(Collected data entries)
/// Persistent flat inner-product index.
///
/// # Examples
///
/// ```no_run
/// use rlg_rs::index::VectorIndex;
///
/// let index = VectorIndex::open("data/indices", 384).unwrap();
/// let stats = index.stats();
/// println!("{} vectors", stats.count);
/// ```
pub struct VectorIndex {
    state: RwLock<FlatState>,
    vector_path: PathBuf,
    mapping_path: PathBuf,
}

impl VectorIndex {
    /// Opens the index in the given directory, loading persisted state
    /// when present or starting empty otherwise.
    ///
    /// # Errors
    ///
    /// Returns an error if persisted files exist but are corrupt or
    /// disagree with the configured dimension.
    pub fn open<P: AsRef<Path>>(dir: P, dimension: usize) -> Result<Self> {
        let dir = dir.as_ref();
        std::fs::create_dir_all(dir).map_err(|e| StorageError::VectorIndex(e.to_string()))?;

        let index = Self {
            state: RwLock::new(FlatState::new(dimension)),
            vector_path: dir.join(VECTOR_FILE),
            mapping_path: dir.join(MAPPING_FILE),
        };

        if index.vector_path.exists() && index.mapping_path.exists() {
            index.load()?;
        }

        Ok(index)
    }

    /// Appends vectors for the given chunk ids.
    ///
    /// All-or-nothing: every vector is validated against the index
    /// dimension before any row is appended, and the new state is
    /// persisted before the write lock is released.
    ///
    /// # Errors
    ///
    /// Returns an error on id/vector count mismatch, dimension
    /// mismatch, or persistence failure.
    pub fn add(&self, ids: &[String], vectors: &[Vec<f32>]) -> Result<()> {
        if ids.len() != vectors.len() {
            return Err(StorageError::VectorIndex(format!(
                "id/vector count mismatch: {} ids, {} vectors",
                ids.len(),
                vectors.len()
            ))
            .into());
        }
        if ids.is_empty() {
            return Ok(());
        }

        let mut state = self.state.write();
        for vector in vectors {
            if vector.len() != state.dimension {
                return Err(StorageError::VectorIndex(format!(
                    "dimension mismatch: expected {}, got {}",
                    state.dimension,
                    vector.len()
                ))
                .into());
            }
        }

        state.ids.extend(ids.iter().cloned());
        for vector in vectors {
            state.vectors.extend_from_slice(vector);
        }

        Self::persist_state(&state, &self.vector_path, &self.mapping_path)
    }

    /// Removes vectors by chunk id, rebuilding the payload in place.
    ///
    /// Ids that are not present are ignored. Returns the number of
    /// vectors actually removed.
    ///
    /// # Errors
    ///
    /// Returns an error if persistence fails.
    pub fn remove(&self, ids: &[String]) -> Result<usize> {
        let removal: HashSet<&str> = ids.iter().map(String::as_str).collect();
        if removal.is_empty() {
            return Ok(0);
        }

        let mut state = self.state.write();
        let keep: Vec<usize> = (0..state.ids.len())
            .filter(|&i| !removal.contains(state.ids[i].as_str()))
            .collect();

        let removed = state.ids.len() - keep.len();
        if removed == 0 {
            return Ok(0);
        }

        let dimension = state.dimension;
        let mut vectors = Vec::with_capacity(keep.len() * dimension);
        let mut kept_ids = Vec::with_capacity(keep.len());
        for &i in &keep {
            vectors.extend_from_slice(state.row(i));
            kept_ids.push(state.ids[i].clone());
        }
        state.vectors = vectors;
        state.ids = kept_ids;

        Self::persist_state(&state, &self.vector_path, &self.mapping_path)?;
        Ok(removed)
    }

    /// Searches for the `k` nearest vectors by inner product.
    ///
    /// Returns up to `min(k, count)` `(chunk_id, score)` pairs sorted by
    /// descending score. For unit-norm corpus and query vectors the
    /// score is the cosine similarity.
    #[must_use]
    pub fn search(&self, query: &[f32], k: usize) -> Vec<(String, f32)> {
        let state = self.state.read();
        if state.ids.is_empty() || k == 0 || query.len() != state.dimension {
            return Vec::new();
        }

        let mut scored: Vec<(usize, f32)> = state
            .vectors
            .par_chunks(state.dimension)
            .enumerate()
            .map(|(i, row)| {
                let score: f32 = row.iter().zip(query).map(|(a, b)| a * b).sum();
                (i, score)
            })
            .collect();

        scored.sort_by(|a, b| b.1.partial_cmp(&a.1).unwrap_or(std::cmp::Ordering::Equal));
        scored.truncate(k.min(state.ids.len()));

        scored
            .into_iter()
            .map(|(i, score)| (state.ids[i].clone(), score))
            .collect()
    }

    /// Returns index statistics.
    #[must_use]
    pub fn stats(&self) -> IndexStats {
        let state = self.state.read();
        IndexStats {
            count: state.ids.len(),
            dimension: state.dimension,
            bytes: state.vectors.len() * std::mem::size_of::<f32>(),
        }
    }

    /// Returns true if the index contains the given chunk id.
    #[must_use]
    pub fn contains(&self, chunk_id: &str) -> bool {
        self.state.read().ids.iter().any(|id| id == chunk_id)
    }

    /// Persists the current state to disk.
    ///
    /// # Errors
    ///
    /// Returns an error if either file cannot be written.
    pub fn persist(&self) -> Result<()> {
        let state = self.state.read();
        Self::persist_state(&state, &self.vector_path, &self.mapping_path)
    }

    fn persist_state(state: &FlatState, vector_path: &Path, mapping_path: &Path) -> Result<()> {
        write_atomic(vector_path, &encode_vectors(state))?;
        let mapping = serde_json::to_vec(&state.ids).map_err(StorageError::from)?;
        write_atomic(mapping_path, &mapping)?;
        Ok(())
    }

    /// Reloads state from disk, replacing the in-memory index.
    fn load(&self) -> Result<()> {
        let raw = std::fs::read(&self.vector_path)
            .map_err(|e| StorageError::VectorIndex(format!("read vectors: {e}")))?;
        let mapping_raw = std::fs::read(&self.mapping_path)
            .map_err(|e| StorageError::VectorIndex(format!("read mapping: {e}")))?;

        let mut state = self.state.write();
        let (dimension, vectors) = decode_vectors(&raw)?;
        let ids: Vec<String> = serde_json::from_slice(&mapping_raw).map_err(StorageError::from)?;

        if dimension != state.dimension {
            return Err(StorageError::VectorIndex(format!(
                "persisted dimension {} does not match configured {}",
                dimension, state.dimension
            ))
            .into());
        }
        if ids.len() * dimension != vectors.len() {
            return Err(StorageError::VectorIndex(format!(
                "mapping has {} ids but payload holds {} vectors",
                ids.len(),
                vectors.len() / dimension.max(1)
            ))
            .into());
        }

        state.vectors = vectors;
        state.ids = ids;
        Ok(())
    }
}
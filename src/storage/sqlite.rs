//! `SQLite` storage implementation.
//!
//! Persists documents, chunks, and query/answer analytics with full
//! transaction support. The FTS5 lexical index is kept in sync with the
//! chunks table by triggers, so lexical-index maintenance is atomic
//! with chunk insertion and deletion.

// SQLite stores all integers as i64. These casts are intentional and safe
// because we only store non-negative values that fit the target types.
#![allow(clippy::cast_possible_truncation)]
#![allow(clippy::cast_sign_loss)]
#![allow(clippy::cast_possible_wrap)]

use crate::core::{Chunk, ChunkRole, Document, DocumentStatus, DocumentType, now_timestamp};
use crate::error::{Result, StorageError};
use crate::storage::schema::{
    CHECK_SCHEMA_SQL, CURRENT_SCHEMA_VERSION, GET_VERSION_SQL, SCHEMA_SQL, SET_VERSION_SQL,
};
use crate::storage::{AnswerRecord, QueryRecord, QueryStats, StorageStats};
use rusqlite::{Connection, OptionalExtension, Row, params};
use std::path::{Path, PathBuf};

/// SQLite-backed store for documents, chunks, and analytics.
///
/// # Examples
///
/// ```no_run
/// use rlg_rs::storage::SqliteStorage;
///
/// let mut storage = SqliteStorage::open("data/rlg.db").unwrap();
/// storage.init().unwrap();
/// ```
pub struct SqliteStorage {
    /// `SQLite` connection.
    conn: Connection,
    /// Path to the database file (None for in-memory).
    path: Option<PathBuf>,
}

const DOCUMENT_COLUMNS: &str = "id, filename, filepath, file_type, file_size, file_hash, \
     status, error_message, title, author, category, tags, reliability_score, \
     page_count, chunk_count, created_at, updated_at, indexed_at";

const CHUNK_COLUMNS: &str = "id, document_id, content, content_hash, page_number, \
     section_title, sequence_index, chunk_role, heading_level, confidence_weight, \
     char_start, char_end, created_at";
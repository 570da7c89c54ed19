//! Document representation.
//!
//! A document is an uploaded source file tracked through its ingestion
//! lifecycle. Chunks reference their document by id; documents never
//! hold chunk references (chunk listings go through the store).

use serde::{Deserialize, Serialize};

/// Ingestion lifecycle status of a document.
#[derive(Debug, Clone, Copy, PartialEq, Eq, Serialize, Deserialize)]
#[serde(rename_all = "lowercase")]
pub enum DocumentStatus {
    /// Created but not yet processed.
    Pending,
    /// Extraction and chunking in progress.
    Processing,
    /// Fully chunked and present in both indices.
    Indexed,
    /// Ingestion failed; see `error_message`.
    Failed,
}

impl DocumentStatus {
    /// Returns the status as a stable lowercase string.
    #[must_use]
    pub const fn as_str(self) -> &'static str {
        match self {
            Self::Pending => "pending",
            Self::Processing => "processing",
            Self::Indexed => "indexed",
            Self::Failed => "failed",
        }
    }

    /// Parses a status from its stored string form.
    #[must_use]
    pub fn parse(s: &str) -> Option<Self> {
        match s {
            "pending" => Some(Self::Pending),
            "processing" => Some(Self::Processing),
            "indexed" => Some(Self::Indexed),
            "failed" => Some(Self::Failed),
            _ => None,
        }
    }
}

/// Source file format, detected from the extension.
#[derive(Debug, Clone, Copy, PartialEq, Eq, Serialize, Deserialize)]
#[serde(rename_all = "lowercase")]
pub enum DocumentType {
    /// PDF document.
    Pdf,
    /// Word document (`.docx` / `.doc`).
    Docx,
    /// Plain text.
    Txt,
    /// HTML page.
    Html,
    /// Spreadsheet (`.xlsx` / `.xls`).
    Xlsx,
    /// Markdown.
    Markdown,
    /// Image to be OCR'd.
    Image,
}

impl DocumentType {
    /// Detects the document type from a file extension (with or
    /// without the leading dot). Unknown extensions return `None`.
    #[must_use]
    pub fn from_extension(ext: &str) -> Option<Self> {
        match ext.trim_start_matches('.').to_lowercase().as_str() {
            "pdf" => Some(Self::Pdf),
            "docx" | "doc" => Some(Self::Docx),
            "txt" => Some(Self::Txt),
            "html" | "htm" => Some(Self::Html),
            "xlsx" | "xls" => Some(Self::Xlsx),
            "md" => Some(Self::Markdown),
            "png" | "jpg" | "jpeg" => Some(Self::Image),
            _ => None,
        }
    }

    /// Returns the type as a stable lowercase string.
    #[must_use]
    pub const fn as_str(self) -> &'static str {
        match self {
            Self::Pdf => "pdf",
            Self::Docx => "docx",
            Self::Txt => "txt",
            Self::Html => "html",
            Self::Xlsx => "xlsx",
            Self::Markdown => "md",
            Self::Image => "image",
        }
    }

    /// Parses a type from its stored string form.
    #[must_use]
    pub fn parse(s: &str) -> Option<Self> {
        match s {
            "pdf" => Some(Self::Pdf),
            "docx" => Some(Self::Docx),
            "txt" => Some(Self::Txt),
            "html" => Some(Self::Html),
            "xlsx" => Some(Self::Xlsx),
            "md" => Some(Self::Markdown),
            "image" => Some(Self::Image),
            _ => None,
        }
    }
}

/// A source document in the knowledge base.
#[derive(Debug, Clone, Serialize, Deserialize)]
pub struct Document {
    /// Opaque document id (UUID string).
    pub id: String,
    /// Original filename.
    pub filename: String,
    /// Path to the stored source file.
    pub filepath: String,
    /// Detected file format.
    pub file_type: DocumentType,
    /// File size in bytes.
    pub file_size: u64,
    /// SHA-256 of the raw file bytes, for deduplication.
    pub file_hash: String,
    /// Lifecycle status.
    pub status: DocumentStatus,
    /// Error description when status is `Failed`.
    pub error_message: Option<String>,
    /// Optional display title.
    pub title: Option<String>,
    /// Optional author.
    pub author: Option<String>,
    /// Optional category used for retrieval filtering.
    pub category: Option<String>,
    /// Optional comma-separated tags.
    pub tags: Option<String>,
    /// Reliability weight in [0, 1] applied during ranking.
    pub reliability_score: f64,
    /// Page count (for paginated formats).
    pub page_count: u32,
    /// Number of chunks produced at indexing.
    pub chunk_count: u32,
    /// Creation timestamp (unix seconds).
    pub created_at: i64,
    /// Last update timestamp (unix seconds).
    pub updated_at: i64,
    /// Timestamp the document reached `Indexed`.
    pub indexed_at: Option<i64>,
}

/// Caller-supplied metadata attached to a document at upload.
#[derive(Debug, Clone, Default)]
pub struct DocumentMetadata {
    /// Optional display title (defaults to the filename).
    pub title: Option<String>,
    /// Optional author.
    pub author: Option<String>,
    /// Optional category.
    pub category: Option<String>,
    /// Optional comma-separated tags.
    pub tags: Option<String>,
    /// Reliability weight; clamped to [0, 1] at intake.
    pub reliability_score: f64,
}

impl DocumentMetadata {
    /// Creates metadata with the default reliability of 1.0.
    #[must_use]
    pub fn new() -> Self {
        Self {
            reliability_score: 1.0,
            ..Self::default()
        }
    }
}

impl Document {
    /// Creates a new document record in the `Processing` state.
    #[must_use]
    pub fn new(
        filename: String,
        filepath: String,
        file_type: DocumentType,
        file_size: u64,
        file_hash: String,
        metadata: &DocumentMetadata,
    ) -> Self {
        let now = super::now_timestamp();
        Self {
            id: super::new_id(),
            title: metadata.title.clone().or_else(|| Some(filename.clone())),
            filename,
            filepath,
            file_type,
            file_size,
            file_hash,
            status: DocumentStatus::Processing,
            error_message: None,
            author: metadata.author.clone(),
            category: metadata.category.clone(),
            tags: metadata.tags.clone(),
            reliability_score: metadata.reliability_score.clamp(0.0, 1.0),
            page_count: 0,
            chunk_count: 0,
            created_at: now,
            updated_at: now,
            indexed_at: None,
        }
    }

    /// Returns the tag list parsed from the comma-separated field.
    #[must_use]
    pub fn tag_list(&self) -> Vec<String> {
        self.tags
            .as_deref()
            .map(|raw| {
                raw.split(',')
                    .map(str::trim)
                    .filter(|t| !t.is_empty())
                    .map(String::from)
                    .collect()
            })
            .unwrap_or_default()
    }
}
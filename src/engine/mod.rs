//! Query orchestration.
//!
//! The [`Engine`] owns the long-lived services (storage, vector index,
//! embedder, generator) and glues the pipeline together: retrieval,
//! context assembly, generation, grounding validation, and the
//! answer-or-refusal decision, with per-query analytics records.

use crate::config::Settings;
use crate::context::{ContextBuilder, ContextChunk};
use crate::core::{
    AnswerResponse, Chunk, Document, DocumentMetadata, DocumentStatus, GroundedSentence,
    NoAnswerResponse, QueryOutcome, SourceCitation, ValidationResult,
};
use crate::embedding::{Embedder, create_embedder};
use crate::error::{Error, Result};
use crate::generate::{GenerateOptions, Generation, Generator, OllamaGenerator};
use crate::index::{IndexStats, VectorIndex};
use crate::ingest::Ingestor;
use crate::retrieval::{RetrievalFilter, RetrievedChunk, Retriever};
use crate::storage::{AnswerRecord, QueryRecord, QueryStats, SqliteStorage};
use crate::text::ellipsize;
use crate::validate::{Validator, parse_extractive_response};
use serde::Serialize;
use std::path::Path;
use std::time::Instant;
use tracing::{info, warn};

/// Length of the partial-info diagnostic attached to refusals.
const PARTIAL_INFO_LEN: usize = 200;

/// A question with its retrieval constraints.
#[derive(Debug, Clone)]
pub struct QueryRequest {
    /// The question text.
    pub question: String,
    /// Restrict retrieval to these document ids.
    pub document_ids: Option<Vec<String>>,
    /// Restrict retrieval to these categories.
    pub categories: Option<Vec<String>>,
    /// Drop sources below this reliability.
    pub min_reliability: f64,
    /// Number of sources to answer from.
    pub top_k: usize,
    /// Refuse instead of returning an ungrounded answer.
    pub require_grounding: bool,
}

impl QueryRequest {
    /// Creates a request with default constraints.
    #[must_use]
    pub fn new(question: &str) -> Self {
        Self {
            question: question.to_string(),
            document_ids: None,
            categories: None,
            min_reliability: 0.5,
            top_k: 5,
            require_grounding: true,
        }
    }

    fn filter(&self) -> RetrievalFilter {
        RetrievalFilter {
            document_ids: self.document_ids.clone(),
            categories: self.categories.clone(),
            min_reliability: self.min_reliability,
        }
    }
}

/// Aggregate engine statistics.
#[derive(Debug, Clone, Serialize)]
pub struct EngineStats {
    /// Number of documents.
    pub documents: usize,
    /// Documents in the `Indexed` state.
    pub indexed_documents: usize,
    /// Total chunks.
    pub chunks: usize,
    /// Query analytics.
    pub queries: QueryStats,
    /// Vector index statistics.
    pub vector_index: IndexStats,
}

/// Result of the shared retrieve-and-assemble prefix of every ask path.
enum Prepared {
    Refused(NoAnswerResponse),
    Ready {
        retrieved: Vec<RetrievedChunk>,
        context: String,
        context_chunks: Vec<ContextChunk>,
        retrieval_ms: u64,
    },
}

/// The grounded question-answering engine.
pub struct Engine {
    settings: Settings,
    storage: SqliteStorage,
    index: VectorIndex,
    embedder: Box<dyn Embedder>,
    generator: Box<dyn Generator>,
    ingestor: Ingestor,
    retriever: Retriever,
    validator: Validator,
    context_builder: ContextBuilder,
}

TASK REQUIREMENTS: For each line in the entries that contains the string "attached", make a copy.

RESPONSE:
/// Caller-supplied metadata attached to a document at upload.
/// Length of the partial-info diagnostic attached to refusals.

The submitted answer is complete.